■ **EXERCISE DATA**:
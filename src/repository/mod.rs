//! Typed boundary to the remote scheduler's job API.
//!
//! Every method issues exactly one remote call and reports the decoded payload
//! or the failure as-is. Nothing here retries or caches; recovery policy
//! belongs to the caller.

pub mod http;
pub mod memory;

use crate::{
    Result,
    form::JobPayload,
    job::{Job, JobQuery, JobStats},
};
use async_trait::async_trait;

pub use http::HttpJobRepository;
pub use memory::{InMemoryJobRepository, RepositoryCall};

#[async_trait]
pub trait JobRepository: Send + Sync {
    /// `GET /jobs`
    async fn list_jobs(&self, query: &JobQuery) -> Result<Vec<Job>>;

    /// `GET /jobs/{id}`
    async fn get_job(&self, id: &str) -> Result<Job>;

    /// `GET /jobs/stats`
    async fn get_stats(&self) -> Result<JobStats>;

    /// `POST /jobs`
    async fn create_job(&self, payload: &JobPayload) -> Result<Job>;

    /// `PUT /jobs/{id}`; the scheduler ignores any name on update.
    async fn update_job(&self, id: &str, payload: &JobPayload) -> Result<Job>;

    /// `POST /jobs/{id}/cancel`
    async fn cancel_job(&self, id: &str) -> Result<()>;

    /// `POST /jobs/{id}/retry`
    async fn retry_job(&self, id: &str) -> Result<()>;

    /// `DELETE /jobs/{id}`
    async fn delete_job(&self, id: &str) -> Result<()>;
}
//! # jobdeck
//!
//! Client-side state and view derivation for a remote job scheduler dashboard.
//!
//! The scheduler owns the jobs; jobdeck mirrors them, derives what a dashboard
//! shows (filtered rows, pages, enabled actions, notifications) and dispatches
//! lifecycle commands back to the scheduler's HTTP API.
//!
//! ## Features
//!
//! - **Typed job model**: lifecycle states, tagged retry delays and repeat schedules
//! - **Pure view reducer**: every change is a [`ViewEvent`] applied by [`ViewState::reduce`]
//! - **Filtering and pagination**: status and name filters, fixed page sizes, page windows
//! - **Guarded commands**: availability checks, confirmation of destructive actions,
//!   validated create/edit forms
//! - **Background refresh**: a periodic, non-coalescing [`RefreshScheduler`]
//! - **Pluggable repository**: HTTP client plus an in-memory implementation for
//!   offline use and tests
//!
//! ## Quick Start
//!
//! ```rust,no_run
//! use jobdeck::{Dashboard, DashboardConfig, RefreshScheduler, repository::HttpJobRepository};
//! use std::sync::Arc;
//!
//! #[tokio::main]
//! async fn main() -> jobdeck::Result<()> {
//!     let config = DashboardConfig::load()?;
//!     let repository = Arc::new(HttpJobRepository::new(&config)?);
//!
//!     // cancel and delete ask before anything is sent
//!     let dashboard = Dashboard::new(repository, Arc::new(|_: &str| false), &config);
//!
//!     let scheduler = RefreshScheduler::from_config(dashboard.clone(), &config)?.spawn();
//!
//!     let mut revisions = dashboard.subscribe();
//!     while revisions.changed().await.is_ok() {
//!         let view = dashboard.view().await;
//!         for row in &view.rows {
//!             println!("{} {} {}", row.job.id, row.job.name, row.job.status);
//!         }
//!         if let Some(range) = &view.range {
//!             println!("{}", range);
//!         }
//!     }
//!
//!     scheduler.shutdown().await
//! }
//! ```
//!
//! ## Core Concepts
//!
//! ### View state
//!
//! [`ViewState`] holds the authoritative collection as last refreshed, the
//! filter, the current page and the notifications. Derived values are
//! recomputed inside the reducer, so a [`DashboardView`] is always consistent.
//!
//! ### Refresh ordering
//!
//! Refreshes are numbered when they start. With
//! [`RefreshPolicy::LastCompletion`] every completion is applied, so the one
//! that finishes last wins. [`RefreshPolicy::LatestRequest`] discards a
//! completion older than the newest one already applied.
//!
//! ### Commands
//!
//! [`Dashboard`] exposes `save`, `delete`, `retry` and `cancel`. Each issues at
//! most one repository call and is followed by a full refresh; the view is
//! never mutated optimistically.

pub mod config;
pub mod cron;
pub mod dashboard;
pub mod dispatcher;
pub mod error;
pub mod filter;
pub mod form;
pub mod job;
pub mod pagination;
pub mod refresh;
pub mod repository;
pub mod store;

pub use config::DashboardConfig;
pub use cron::{CronError, CronPreview};
pub use dashboard::Dashboard;
pub use dispatcher::{Command, CommandDispatcher, CommandOutcome, Confirmation};
pub use error::DashboardError;
pub use filter::{JobFilter, filter_jobs};
pub use form::{JobForm, JobPayload, RepeatKind};
pub use job::{
    Job, JobAction, JobActions, JobId, JobQuery, JobStats, JobStatus, RepeatSchedule, RetryDelay,
    RetryPolicy, SortField, SortOrder,
};
pub use pagination::{Page, PageRange, PageSize, paginate};
pub use refresh::{RefreshHandle, RefreshScheduler};
pub use repository::{HttpJobRepository, InMemoryJobRepository, JobRepository};
pub use store::{
    CommandKind, DashboardView, JobRow, Notification, NotificationLevel, RefreshPolicy,
    RefreshSeq, ViewEvent, ViewState,
};

pub type Result<T> = std::result::Result<T, DashboardError>;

■ **INSTRUCTIONS FOR THE TASK**:
Going line by line, copy the data above exactly.

■ **EXPECTED ANSWER**:
filename src/repository/mod.rs
//! Typed boundary to the remote scheduler's job API.
//!
//! Every method issues exactly one remote call and reports the decoded payload
//! or the failure as-is. Nothing here retries or caches; recovery policy
//! belongs to the caller.

pub mod http;
pub mod memory;

use crate::{
    Result,
    form::JobPayload,
    job::{Job, JobQuery, JobStats},
};
use async_trait::async_trait;

pub use http::HttpJobRepository;
pub use memory::{InMemoryJobRepository, RepositoryCall};

#[async_trait]
pub trait JobRepository: Send + Sync {
    /// `GET /jobs`
    async fn list_jobs(&self, query: &JobQuery) -> Result<Vec<Job>>;

    /// `GET /jobs/{id}`
    async fn get_job(&self, id: &str) -> Result<Job>;

    /// `GET /jobs/stats`
    async fn get_stats(&self) -> Result<JobStats>;

    /// `POST /jobs`
    async fn create_job(&self, payload: &JobPayload) -> Result<Job>;

    /// `PUT /jobs/{id}`; the scheduler ignores any name on update.
    async fn update_job(&self, id: &str, payload: &JobPayload) -> Result<Job>;

    /// `POST /jobs/{id}/cancel`
    async fn cancel_job(&self, id: &str) -> Result<()>;

    /// `POST /jobs/{id}/retry`
    async fn retry_job(&self, id: &str) -> Result<()>;

    /// `DELETE /jobs/{id}`
    async fn delete_job(&self, id: &str) -> Result<()>;
}
//! # jobdeck
//!
//! Client-side state and view derivation for a remote job scheduler dashboard.
//!
//! The scheduler owns the jobs; jobdeck mirrors them, derives what a dashboard
//! shows (filtered rows, pages, enabled actions, notifications) and dispatches
//! lifecycle commands back to the scheduler's HTTP API.
//!
//! ## Features
//!
//! - **Typed job model**: lifecycle states, tagged retry delays and repeat schedules
//! - **Pure view reducer**: every change is a [`ViewEvent`] applied by [`ViewState::reduce`]
//! - **Filtering and pagination**: status and name filters, fixed page sizes, page windows
//! - **Guarded commands**: availability checks, confirmation of destructive actions,
//!   validated create/edit forms
//! - **Background refresh**: a periodic, non-coalescing [`RefreshScheduler`]
//! - **Pluggable repository**: HTTP client plus an in-memory implementation for
//!   offline use and tests
//!
//! ## Quick Start
//!
//! ```rust,no_run
//! use jobdeck::{Dashboard, DashboardConfig, RefreshScheduler, repository::HttpJobRepository};
//! use std::sync::Arc;
//!
//! #[tokio::main]
//! async fn main() -> jobdeck::Result<()> {
//!     let config = DashboardConfig::load()?;
//!     let repository = Arc::new(HttpJobRepository::new(&config)?);
//!
//!     // cancel and delete ask before anything is sent
//!     let dashboard = Dashboard::new(repository, Arc::new(|_: &str| false), &config);
//!
//!     let scheduler = RefreshScheduler::from_config(dashboard.clone(), &config)?.spawn();
//!
//!     let mut revisions = dashboard.subscribe();
//!     while revisions.changed().await.is_ok() {
//!         let view = dashboard.view().await;
//!         for row in &view.rows {
//!             println!("{} {} {}", row.job.id, row.job.name, row.job.status);
//!         }
//!         if let Some(range) = &view.range {
//!             println!("{}", range);
//!         }
//!     }
//!
//!     scheduler.shutdown().await
//! }
//! ```
//!
//! ## Core Concepts
//!
//! ### View state
//!
//! [`ViewState`] holds the authoritative collection as last refreshed, the
//! filter, the current page and the notifications. Derived values are
//! recomputed inside the reducer, so a [`DashboardView`] is always consistent.
//!
//! ### Refresh ordering
//!
//! Refreshes are numbered when they start. With
//! [`RefreshPolicy::LastCompletion`] every completion is applied, so the one
//! that finishes last wins. [`RefreshPolicy::LatestRequest`] discards a
//! completion older than the newest one already applied.
//!
//! ### Commands
//!
//! [`Dashboard`] exposes `save`, `delete`, `retry` and `cancel`. Each issues at
//! most one repository call and is followed by a full refresh; the view is
//! never mutated optimistically.

pub mod config;
pub mod cron;
pub mod dashboard;
pub mod dispatcher;
pub mod error;
pub mod filter;
pub mod form;
pub mod job;
pub mod pagination;
pub mod refresh;
pub mod repository;
pub mod store;

pub use config::DashboardConfig;
pub use cron::{CronError, CronPreview};
pub use dashboard::Dashboard;
pub use dispatcher::{Command, CommandDispatcher, CommandOutcome, Confirmation};
pub use error::DashboardError;
pub use filter::{JobFilter, filter_jobs};
pub use form::{JobForm, JobPayload, RepeatKind};
pub use job::{
    Job, JobAction, JobActions, JobId, JobQuery, JobStats, JobStatus, RepeatSchedule, RetryDelay,
    RetryPolicy, SortField, SortOrder,
};
pub use pagination::{Page, PageRange, PageSize, paginate};
pub use refresh::{RefreshHandle, RefreshScheduler};
pub use repository::{HttpJobRepository, InMemoryJobRepository, JobRepository};
pub use store::{
    CommandKind, DashboardView, JobRow, Notification, NotificationLevel, RefreshPolicy,
    RefreshSeq, ViewEvent, ViewState,
};

pub type Result<T> = std::result::Result<T, DashboardError>;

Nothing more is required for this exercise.